> Problem to solve
Give again, word for word, every line in the entries below from the line with "assert_eq!(world.get(-1, 0).position(), Point::new(WIDTH" up to and including the line with "world.each_in_continent(Point::new(22, 22), |t|", and no other line.

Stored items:
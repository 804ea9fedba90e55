//! World data structure
//!
//! The full tile grid plus the continent graph built over it.

use super::continent::{Continent, ContinentArena, ContinentId};
use super::point::{each_point, Point, HEIGHT, TILE_COUNT, WIDTH};
use super::tile::Tile;

/// A generated world
#[derive(Debug, Clone)]
pub struct World {
    tiles: Vec<Tile>,
    continents: ContinentArena,
}

impl World {
    /// Build a world by calling `factory` for every point in row-major order,
    /// then group the tiles into continents.
    pub fn new(factory: impl FnMut(Point) -> Tile) -> Self {
        let tiles: Vec<Tile> = each_point().map(factory).collect();
        debug_assert_eq!(tiles.len(), TILE_COUNT);

        let mut world = Self {
            tiles,
            continents: ContinentArena::new(),
        };
        world.assign_continents();
        world.stitch_seam();

        log::debug!(
            "Built world with {} continents ({} tombstoned during merge)",
            world.continents().count(),
            world.continents.all().len() - world.continents().count()
        );
        world
    }

    /// Raster pass: join each tile to its north or west neighbour when the
    /// land/ocean class matches, else start a new continent.
    fn assign_continents(&mut self) {
        for idx in 0..TILE_COUNT {
            let p = Point::from_index(idx);
            let ocean = self.tiles[idx].is_ocean();
            let matching = |q: Point, world: &World| {
                world
                    .get_maybe(q.x, q.y)
                    .filter(|t| t.is_ocean() == ocean)
                    .and_then(|t| t.continent)
            };
            let north = matching(p.offset((0, -1)), self);
            let west = matching(p.offset((-1, 0)), self);

            let owner = match (north, west) {
                (Some(n), Some(w)) => {
                    self.continents.merge(n, w, &mut self.tiles);
                    n
                }
                (Some(c), None) | (None, Some(c)) => c,
                (None, None) => self.continents.allocate(),
            };
            self.continents.add_tile(owner, idx, &mut self.tiles);
        }
    }

    /// The raster pass never compares across the seam; merge the wrapped
    /// column pairs it could not see.
    fn stitch_seam(&mut self) {
        for y in 0..HEIGHT {
            let east = Point::new(WIDTH - 1, y).index();
            let west = Point::new(0, y).index();
            if self.tiles[east].is_ocean() != self.tiles[west].is_ocean() {
                continue;
            }
            if let (Some(into), Some(other)) = (self.tiles[west].continent, self.tiles[east].continent) {
                self.continents.merge(into, other, &mut self.tiles);
            }
        }
    }

    /// Tile at a position, wrapping x and clamping y
    pub fn get(&self, x: i32, y: i32) -> &Tile {
        &self.tiles[Point::new(x, y).wrapped().index()]
    }

    /// Mutable tile at a position, wrapping x and clamping y
    pub fn get_mut(&mut self, x: i32, y: i32) -> &mut Tile {
        &mut self.tiles[Point::new(x, y).wrapped().index()]
    }

    /// Tile at a position without wrapping
    pub fn get_maybe(&self, x: i32, y: i32) -> Option<&Tile> {
        let p = Point::new(x, y);
        p.in_bounds().then(|| &self.tiles[p.index()])
    }

    pub fn tiles(&self) -> &[Tile] {
        &self.tiles
    }

    /// Visit every tile in row-major order
    pub fn each_tile(&self, mut f: impl FnMut(&Tile, Point)) {
        for (idx, tile) in self.tiles.iter().enumerate() {
            f(tile, Point::from_index(idx));
        }
    }

    /// Visit offsets of `origin`, wrapping x and skipping rows past the poles
    pub fn each_relative(&self, origin: Point, deltas: &[(i32, i32)], mut f: impl FnMut(&Tile, Point)) {
        for &delta in deltas {
            let p = origin.offset(delta);
            if p.y < 0 || p.y >= HEIGHT {
                continue;
            }
            let p = Point::new(p.x.rem_euclid(WIDTH), p.y);
            f(&self.tiles[p.index()], p);
        }
    }

    /// Visit every tile on the same continent as `origin`
    pub fn each_in_continent(&self, origin: Point, mut f: impl FnMut(&Tile)) {
        if let Some(continent) = self.continent_at(origin.x, origin.y) {
            for &idx in continent.tiles() {
                f(&self.tiles[idx]);
            }
        }
    }

    /// Continents that own at least one tile
    pub fn continents(&self) -> impl Iterator<Item = &Continent> {
        self.continents.all().iter().filter(|c| !c.is_tombstone())
    }

    pub fn continent(&self, id: ContinentId) -> Option<&Continent> {
        self.continents.get(id)
    }

    pub fn continent_at(&self, x: i32, y: i32) -> Option<&Continent> {
        self.get(x, y).continent().and_then(|id| self.continent(id))
    }

    pub fn ocean_count(&self) -> usize {
        self.tiles.iter().filter(|t| t.is_ocean()).count()
    }

    pub fn land_count(&self) -> usize {
        self.tiles.len() - self.ocean_count()
    }
}

#[cfg(test)]
pub(crate) mod tests {
    use super::*;
    use crate::world::biome::BiomeType;
    use crate::world::point::{DIRECTIONS, TILE_COUNT};

    fn world_from(land: impl Fn(Point) -> bool) -> World {
        World::new(|p| {
            let kind = if land(p) { BiomeType::Plains } else { BiomeType::Ocean };
            Tile::new(kind, p, false, false, 0)
        })
    }

    pub(crate) fn assert_partition(world: &World) {
        let mut seen = vec![0u8; TILE_COUNT];
        for continent in world.continents() {
            assert_eq!(continent.size(), continent.tiles().len());
            for &idx in continent.tiles() {
                seen[idx] += 1;
                assert_eq!(world.tiles()[idx].continent(), Some(continent.id()));
            }
        }
        assert!(seen.iter().all(|&n| n == 1));
    }

    pub(crate) fn assert_adjacency_closure(world: &World) {
        world.each_tile(|tile, p| {
            for &(dx, dy) in &DIRECTIONS {
                let q = p.offset((dx, dy));
                if q.y < 0 || q.y >= HEIGHT {
                    continue;
                }
                let other = world.get(q.x, q.y);
                if other.is_ocean() == tile.is_ocean() {
                    assert_eq!(other.continent(), tile.continent(), "{:?} vs {:?}", p, q);
                }
            }
        });
    }

    #[test]
    fn test_all_ocean_is_one_continent() {
        let world = world_from(|_| false);
        assert_eq!(world.continents().count(), 1);
        assert_partition(&world);
    }

    #[test]
    fn test_u_shape_needs_merge() {
        // Two vertical arms joined at the bottom: the arms start as separate
        // continents and merge when the base row is scanned.
        let world = world_from(|p| {
            let arm = (p.x == 10 || p.x == 14) && (5..=12).contains(&p.y);
            let base = p.y == 12 && (10..=14).contains(&p.x);
            arm || base
        });
        assert_partition(&world);
        assert_adjacency_closure(&world);
        let land: Vec<_> = world.continents().filter(|c| !world.tiles()[c.tiles()[0]].is_ocean()).collect();
        assert_eq!(land.len(), 1);
        assert_eq!(land[0].size(), 8 + 8 + 3);
    }

    #[test]
    fn test_staircase_merges() {
        // Diagonal staircase where every step touches the previous one orthogonally
        let world = world_from(|p| (p.x == p.y || p.x == p.y + 1) && p.y > 2 && p.y < 40);
        assert_partition(&world);
        assert_adjacency_closure(&world);
    }

    #[test]
    fn test_land_across_seam_is_one_continent() {
        let world = world_from(|p| (p.x <= 2 || p.x >= WIDTH - 3) && (10..20).contains(&p.y));
        assert_partition(&world);
        assert_adjacency_closure(&world);
        let a = world.get(0, 15).continent();
        let b = world.get(WIDTH - 1, 15).continent();
        assert_eq!(a, b);
        assert_eq!(world.continent_at(1, 15).unwrap().size(), 6 * 10);
    }

    #[test]
    fn test_poles_do_not_wrap() {
        // Land strips at the top and bottom rows are separate continents
        let world = world_from(|p| p.y == 0 || p.y == HEIGHT - 1);
        assert_partition(&world);
        assert_ne!(world.get(0, 0).continent(), world.get(0, HEIGHT - 1).continent());
    }

    #[test]
    fn test_checkerboard_has_singletons() {
        let world = world_from(|p| (p.x + p.y) % 2 == 0);
        assert_partition(&world);
        assert_eq!(world.continents().count(), TILE_COUNT);
    }

    #[test]
    fn test_get_maybe_does_not_wrap() {
        let world = world_from(|_| true);
        assert!(world.get_maybe(-1, 0).is_none());
        assert!(world.get_maybe(0, HEIGHT).is_none());
        assert_eq!(world.get(-1, 0).position(), Point::new(WIDTH - 1, 0));
        assert_eq!(world.get(3, -4).position(), Point::new(3, 0));
    }

    #[test]
    fn test_each_in_continent() {
        let world = world_from(|p| (20..25).contains(&p.x) && (20..24).contains(&p.y));
        let mut count = 0;
        world.each_in_continent(Point::new(22, 22), |t| {
            assert!(!t.is_ocean());
            count += 1;
        });
        assert_eq!(count, 20);
    }

    #[test]
    fn test_each_relative_skips_past_poles() {
        let world = world_from(|_| false);
        let mut visited = Vec::new();
        world.each_relative(Point::new(0, HEIGHT - 1), &[(0, 1), (-1, 0), (0, -1)], |_, p| visited.push(p));
        assert_eq!(visited, vec![Point::new(WIDTH - 1, HEIGHT - 1), Point::new(0, HEIGHT - 2)]);
    }
}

> Finished exercise
        assert_eq!(world.get(-1, 0).position(), Point::new(WIDTH - 1, 0));
        assert_eq!(world.get(3, -4).position(), Point::new(3, 0));
    }

    #[test]
    fn test_each_in_continent() {
        let world = world_from(|p| (20..25).contains(&p.x) && (20..24).contains(&p.y));
        let mut count = 0;
        world.each_in_continent(Point::new(22, 22), |t| {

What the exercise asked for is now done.